Hersey’s provocation is a quiet dismantling of Cold War bravado: stop crediting our survival to elegant strategy and start admitting it’s owed, at least in part, to horror that stuck. By rejecting “deterrence” as a technical doctrine and substituting “memory,” he swaps the language of game theory for the language of conscience. The move matters. Deterrence flatters leaders and planners; memory indicts them. It suggests the leash on nuclear use isn’t merely rational calculation but a cultural scar that makes certain choices feel unspeakable.

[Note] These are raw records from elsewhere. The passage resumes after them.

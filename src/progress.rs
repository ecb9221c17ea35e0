//! Live progress reporting for a multi-round rerun session.
//!
//! The reporter tracks the current round and scenario counters, pushes
//! snapshots to an optional [`ProgressListener`], and runs one periodic
//! tick task that logs a progress line. Several OS processes may hold a
//! reporter for the same logical session (a parent runner and a spawned
//! rerun process), so the periodic line is only emitted by the process
//! named in the round lock file.
//!
//! # Lifecycle
//!
//! ```text
//! Idle ──start_session──> SessionActive ──start_round──> RoundActive
//!                              ^                            │  ^
//!                              │                  end_round │  │ start_round
//!                              │                            v  │
//!                         start_session <── SessionEnded <── end_session
//! ```
//!
//! Every `start_session`/`start_round` fully stops the previous tick task
//! before spawning the next, so two periodic loops never run at once.

use std::fmt;
use std::path::Path;
use std::sync::atomic::{AtomicBool, AtomicU32, Ordering};
use std::sync::Arc;
use std::time::Duration;

use chrono::{DateTime, Utc};
use parking_lot::{Mutex, RwLock};
use serde::{Deserialize, Serialize};
use tokio::sync::oneshot;
use tokio::task::JoinHandle;
use tracing::{debug, info, warn};

use crate::round_lock::{RoundLockFile, RoundOwnership};
use crate::rounds::RerunStatistics;

/// Default period of the progress tick.
pub const DEFAULT_REPORT_INTERVAL: Duration = Duration::from_secs(10);

/// Cells in the textual progress bar.
const PROGRESS_BAR_WIDTH: usize = 20;

/// How long `end_session` waits for the tick task before aborting it.
const SESSION_STOP_TIMEOUT: Duration = Duration::from_secs(1);

/// How long re-arming waits for the previous tick task before aborting it.
const REARM_STOP_TIMEOUT: Duration = Duration::from_secs(2);

// ============================================================================
// Snapshots
// ============================================================================

/// Point-in-time view of session progress.
#[derive(Debug, Clone, PartialEq, Serialize, Deserialize)]
pub struct ProgressInfo {
    /// Round in progress; 0 before the first round.
    pub current_round: u32,
    /// Rounds planned for the session.
    pub max_rounds: u32,
    /// Scenarios scheduled in the current round.
    pub total_scenarios: u32,
    /// Scenarios finished in the current round.
    pub completed_scenarios: u32,
    /// Scenarios passed in the current round.
    pub passed_scenarios: u32,
    /// Scenarios failed in the current round.
    pub failed_scenarios: u32,
    /// Milliseconds since the session started.
    pub elapsed_ms: u64,
    /// Overall progress, 0 to 100.
    pub overall_progress: f64,
    /// Whether the rerun process is executing.
    pub is_running: bool,
}

impl ProgressInfo {
    /// Overall progress with two decimals, e.g. `41.67%`.
    #[must_use]
    pub fn formatted_progress(&self) -> String {
        format!("{:.2}%", self.overall_progress)
    }

    /// `current/max`, e.g. `2/3`.
    #[must_use]
    pub fn round_description(&self) -> String {
        format!("{}/{}", self.current_round, self.max_rounds)
    }
}

/// Reported when a round ends.
#[derive(Debug, Clone, PartialEq, Serialize, Deserialize)]
pub struct RoundProgress {
    /// Round that ended.
    pub round: u32,
    /// Rounds planned for the session.
    pub max_rounds: u32,
    /// Scenarios that passed.
    pub passed: u32,
    /// Scenarios that failed.
    pub failed: u32,
    /// Scenarios that passed after a retry.
    pub retried_passed: u32,
    /// Round wall time in milliseconds.
    pub duration_ms: u64,
    /// Scenario completion within the round, 0 to 100.
    pub progress: f64,
}

impl RoundProgress {
    #[must_use]
    pub fn formatted_progress(&self) -> String {
        format!("{:.2}%", self.progress)
    }
}

/// Reported when the session ends.
#[derive(Debug, Clone, PartialEq, Serialize, Deserialize)]
pub struct SessionProgress {
    /// Rounds planned for the session.
    pub max_rounds: u32,
    /// Rounds executed by the rerun process.
    pub total_rounds: u32,
    /// Scenario passes across all rounds.
    pub success_count: u32,
    /// Scenario failures across all rounds.
    pub failure_count: u32,
    /// Passes as a percentage of executed scenarios.
    pub success_rate: f64,
    /// Session wall time in milliseconds.
    pub total_duration_ms: u64,
    /// Scenarios scheduled in the last round.
    pub total_scenarios: u32,
    /// Scenarios passed in the last round.
    pub passed_scenarios: u32,
    /// Scenarios failed in the last round.
    pub failed_scenarios: u32,
}
//! Canned failures for classification and controller tests.
//!
//! Each fixture mirrors a failure a browser/API test runner commonly
//! reports, so tests read like the situations they model.

use crate::failure::Failure;

/// A registered transient type: the browser timed out waiting.
#[must_use]
pub fn transient_failure() -> Failure {
    Failure::new("TimeoutException")
        .with_message("Timeout 30000ms exceeded waiting for selector \"#submit\"")
}

/// An unregistered type whose message names a network fault.
#[must_use]
pub fn network_failure() -> Failure {
    Failure::new("RuntimeException").with_message("connect ECONNREFUSED: Connection refused")
}

/// A verification failure that must never be retried.
#[must_use]
pub fn assertion_failure() -> Failure {
    Failure::new("RuntimeException").with_message("AssertionError: expected 200 but got 404")
}

/// A failure nothing recognizes.
#[must_use]
pub fn unknown_failure() -> Failure {
    Failure::new("NullPointerException").with_message("value was null")
}
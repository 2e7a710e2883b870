use eframe::{NativeOptions, egui};
use tracing::info;
use tracing_subscriber::{EnvFilter, fmt};

use quickgen::app::QuickGenApp;
use quickgen::settings::AppSettings;

fn init_tracing() {
    let filter = EnvFilter::try_from_default_env()
        .unwrap_or_else(|_| EnvFilter::new("quickgen=info,wgpu=warn,winit=warn"));
    fmt().with_env_filter(filter).with_target(true).init();
}

fn main() -> eframe::Result<()> {
    init_tracing();

    let settings = AppSettings::load();
    info!(
        length = settings.default_length,
        classes = settings.default_classes.len(),
        "starting QuickGen"
    );

    let native_options = NativeOptions {
        viewport: egui::ViewportBuilder::default().with_inner_size([480.0, 360.0]),
        ..Default::default()
    };
    eframe::run_native(
        "QuickGen",
        native_options,
        Box::new(move |_cc: &eframe::CreationContext| Ok(Box::new(QuickGenApp::new(settings)))),
    )
}
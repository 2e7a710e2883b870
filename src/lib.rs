//! QuickGen: a password generator that regenerates whenever its options change.
//!
//! The core lives in [`charset`], [`password`] and [`controller`]; [`app`]
//! is the egui front end that feeds UI events into the controller.

pub mod app;
pub mod charset;
pub mod config;
pub mod controller;
pub mod error;
pub mod form;
pub mod password;
pub mod paths;
pub mod settings;

pub use charset::{CharacterClass, ClassSet, resolve};
pub use config::GenerationConfig;
pub use controller::{Advisory, Controller, Event, GeneratorState, Transition, reduce};
pub use error::{Error, Result};
pub use form::GeneratorForm;
pub use password::{RandomSource, generate_password};
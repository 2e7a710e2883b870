use eframe::{App, Frame, egui};
use egui::{Color32, RichText};
use rand::rngs::ThreadRng;
use std::time::{Duration, Instant};
use tracing::{debug, info, warn};

use crate::charset::CharacterClass;
use crate::config::{MAX_LENGTH, MIN_LENGTH};
use crate::controller::Controller;
use crate::settings::AppSettings;

/// The main eframe app struct
pub struct QuickGenApp {
    // Owns length, selected classes and the current password
    pub controller: Controller<ThreadRng>,

    // Application settings
    pub settings: AppSettings,
    pub status_msg: String,

    // Clipboard auto-clear
    pub clipboard_copy_time: Option<Instant>,
}

impl QuickGenApp {
    pub fn new(settings: AppSettings) -> Self {
        let controller = Controller::new(settings.initial_config(), rand::rng());
        Self {
            controller,
            settings,
            status_msg: String::new(),
            clipboard_copy_time: None,
        }
    }
}

impl App for QuickGenApp {
    fn update(&mut self, ctx: &egui::Context, _frame: &mut Frame) {
        // Check clipboard auto-clear (using settings)
        if let Some(copy_time) = self.clipboard_copy_time {
            if copy_time.elapsed().as_secs() >= self.settings.clipboard_timeout_u64() {
                ctx.copy_text(String::new());
                self.clipboard_copy_time = None;
                debug!("clipboard cleared");
            } else {
                ctx.request_repaint_after(Duration::from_secs(1));
            }
        }

        // Ctrl+G: regenerate with the current options
        if ctx.input(|i| i.modifiers.ctrl && i.key_pressed(egui::Key::G)) {
            self.controller.refresh();
        }

        egui::CentralPanel::default().show(ctx, |ui| {
            self.show_generator_ui(ui);
        });
    }
}

impl QuickGenApp {
    /// Password card: output, length controls, character sets
    pub fn show_generator_ui(&mut self, ui: &mut egui::Ui) {
        ui.vertical_centered(|ui| {
            ui.heading(
                RichText::new("Generate Password")
                    .size(22.0)
                    .color(Color32::WHITE),
            );
            ui.label("Create a new password using the options below.");
        });
        ui.separator();

        // (1) Password + copy/refresh
        ui.horizontal(|ui| {
            ui.label("Password:");
            ui.monospace(self.controller.state().password());

            let has_password = !self.controller.state().password().is_empty();
            if ui
                .add_enabled(has_password, egui::Button::new("Copy"))
                .clicked()
            {
                self.copy_password(ui.ctx());
            }
            if ui.button("Refresh (Ctrl+G)").clicked() {
                self.controller.refresh();
            }
        });
        ui.add_space(8.0);

        // (2) Length: -, slider, +
        ui.vertical_centered(|ui| {
            ui.label(RichText::new(format!("Length: {}", self.controller.state().length())).strong());
        });
        ui.horizontal(|ui| {
            if ui
                .add_enabled(self.controller.can_decrement(), egui::Button::new("-"))
                .clicked()
            {
                self.controller.decrement();
            }

            let mut length = self.controller.state().length();
            if ui
                .add(egui::Slider::new(&mut length, MIN_LENGTH..=MAX_LENGTH).show_value(false))
                .changed()
            {
                self.controller.set_length(length);
            }

            if ui
                .add_enabled(self.controller.can_increment(), egui::Button::new("+"))
                .clicked()
            {
                self.controller.increment();
            }
        });
        ui.add_space(8.0);

        // (3) Character sets
        ui.label(RichText::new("Character Used:").strong());
        ui.label("Select the character sets you want to use.");
        ui.horizontal(|ui| {
            for class in CharacterClass::ALL {
                let mut checked = self.controller.state().classes().contains(&class);
                if ui.checkbox(&mut checked, class.label()).changed() {
                    self.controller.toggle_class(class, checked);
                }
            }
        });
        if let Some(advisory) = self.controller.state().advisory() {
            ui.colored_label(Color32::RED, advisory.to_string());
        }

        ui.separator();
        ui.collapsing("Settings", |ui| {
            let mut seconds = self.settings.clipboard_clear_seconds;
            ui.horizontal(|ui| {
                ui.label("Clear clipboard after:");
                if ui
                    .add(egui::Slider::new(&mut seconds, 10..=120).suffix(" s"))
                    .changed()
                {
                    self.settings.set_clipboard_timeout(seconds);
                }
            });
            if ui.button("Save current options as defaults").clicked() {
                let config = self.controller.state().config().clone();
                self.settings.remember(&config);
                self.save_settings();
            }
            if !self.status_msg.is_empty() {
                ui.label(self.status_msg.as_str());
            }
        });
    }

    fn copy_password(&mut self, ctx: &egui::Context) {
        ctx.copy_text(self.controller.state().password().to_owned());
        self.clipboard_copy_time = Some(Instant::now());
        debug!(
            clear_after = self.settings.clipboard_clear_seconds,
            "password copied"
        );
    }

    fn save_settings(&mut self) {
        match self.settings.save() {
            Ok(()) => {
                info!(length = self.settings.default_length, "defaults saved");
                self.status_msg = "Defaults saved".into();
            }
            Err(err) => {
                warn!(%err, "could not save settings");
                self.status_msg = format!("Could not save settings: {err}");
            }
        }
    }
}
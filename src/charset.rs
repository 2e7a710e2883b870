//! Character classes and the sampling pool they resolve to

use std::collections::BTreeSet;
use std::fmt;
use std::str::FromStr;

use serde::{Deserialize, Serialize};

use crate::error::Error;

pub const UPPERCASE: &str = "ABCDEFGHIJKLMNOPQRSTUVWXYZ";
pub const LOWERCASE: &str = "abcdefghijklmnopqrstuvwxyz";
pub const NUMBERS: &str = "0123456789";
pub const SYMBOLS: &str = "!\"#$%&'()*+,-./:;<=>?@[\\]^_`{|}~";

/// A named group of characters with a fixed alphabet
///
/// Ordering follows the pool order: uppercase first, symbols last
#[derive(Debug, Clone, Copy, PartialEq, Eq, PartialOrd, Ord, Hash, Serialize, Deserialize)]
#[serde(rename_all = "lowercase")]
pub enum CharacterClass {
    Uppercase,
    Lowercase,
    Numbers,
    Symbols,
}

/// Selected classes
pub type ClassSet = BTreeSet<CharacterClass>;

impl CharacterClass {
    pub const ALL: [CharacterClass; 4] = [
        CharacterClass::Uppercase,
        CharacterClass::Lowercase,
        CharacterClass::Numbers,
        CharacterClass::Symbols,
    ];

    /// Identifier used by forms and the settings file
    pub fn id(self) -> &'static str {
        match self {
            CharacterClass::Uppercase => "uppercase",
            CharacterClass::Lowercase => "lowercase",
            CharacterClass::Numbers => "numbers",
            CharacterClass::Symbols => "symbols",
        }
    }

    /// Checkbox label
    pub fn label(self) -> &'static str {
        match self {
            CharacterClass::Uppercase => "Uppercase",
            CharacterClass::Lowercase => "Lowercase",
            CharacterClass::Numbers => "Numbers",
            CharacterClass::Symbols => "Symbols",
        }
    }

    pub fn alphabet(self) -> &'static str {
        match self {
            CharacterClass::Uppercase => UPPERCASE,
            CharacterClass::Lowercase => LOWERCASE,
            CharacterClass::Numbers => NUMBERS,
            CharacterClass::Symbols => SYMBOLS,
        }
    }
}

impl fmt::Display for CharacterClass {
    fn fmt(&self, f: &mut fmt::Formatter<'_>) -> fmt::Result {
        f.write_str(self.id())
    }
}

impl FromStr for CharacterClass {
    type Err = Error;

    fn from_str(s: &str) -> Result<Self, Self::Err> {
        CharacterClass::ALL
            .into_iter()
            .find(|class| class.id() == s)
            .ok_or_else(|| Error::UnknownCharacterClass(s.to_string()))
    }
}

/// Every class selected
pub fn all_classes() -> ClassSet {
    CharacterClass::ALL.into_iter().collect()
}

/// Concatenate the alphabets of the selected classes in class order
///
/// Shared characters are kept twice (weighted higher); an empty selection gives an empty pool
pub fn resolve(selected: &ClassSet) -> String {
    let mut pool = String::new();
    for class in CharacterClass::ALL {
        if selected.contains(&class) {
            pool.push_str(class.alphabet());
        }
    }
    pool
}
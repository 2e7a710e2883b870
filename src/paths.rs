use directories::ProjectDirs;
use std::fs;
use std::path::PathBuf;

/// Returns the base data directory for QuickGen files.
pub fn data_dir() -> PathBuf {
    if let Some(proj_dirs) = ProjectDirs::from("com", "QuickGen", "QuickGen") {
        let dir = proj_dirs.data_dir();
        if let Err(err) = fs::create_dir_all(dir) {
            tracing::warn!(%err, dir = %dir.display(), "could not create data directory");
        }
        dir.to_path_buf()
    } else {
        PathBuf::from(".")
    }
}

/// Location of the persisted settings.
pub fn settings_path() -> PathBuf {
    data_dir().join("settings.json")
}
use thiserror::Error;

/// Errors surfaced by the generator core and its settings store.
#[derive(Debug, Error)]
pub enum Error {
    /// Requested length lies outside the accepted bounds.
    #[error("password length {length} is outside {min}..={max}")]
    InvalidLength { length: i64, min: usize, max: usize },

    /// No character class selected, or the selection resolved to an empty pool.
    #[error("Please select at least one character set")]
    EmptyCharacterPool,

    /// Asked to draw characters from an empty alphabet.
    #[error("cannot draw {length} characters from an empty alphabet")]
    GenerationPrecondition { length: usize },

    /// Identifier that does not name any character class.
    #[error("unknown character set: {0}")]
    UnknownCharacterClass(String),

    #[error(transparent)]
    Io(#[from] std::io::Error),

    #[error(transparent)]
    Json(#[from] serde_json::Error),
}

pub type Result<T> = std::result::Result<T, Error>;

The phrasing is precise: not fear of “specific weapons,” but the recollection of what those weapons did to bodies, cities, time. “Hiroshima” stands in for more than a target; it’s an ethical archive. Hersey, whose Hiroshima reporting forced Americans to confront individual suffering rather than abstract victory, is arguing that narratives and images can function as infrastructure for restraint. If policymakers treat nuclear war as a manageable escalation ladder, memory interrupts with the messy, civilian truth they’d rather edit out.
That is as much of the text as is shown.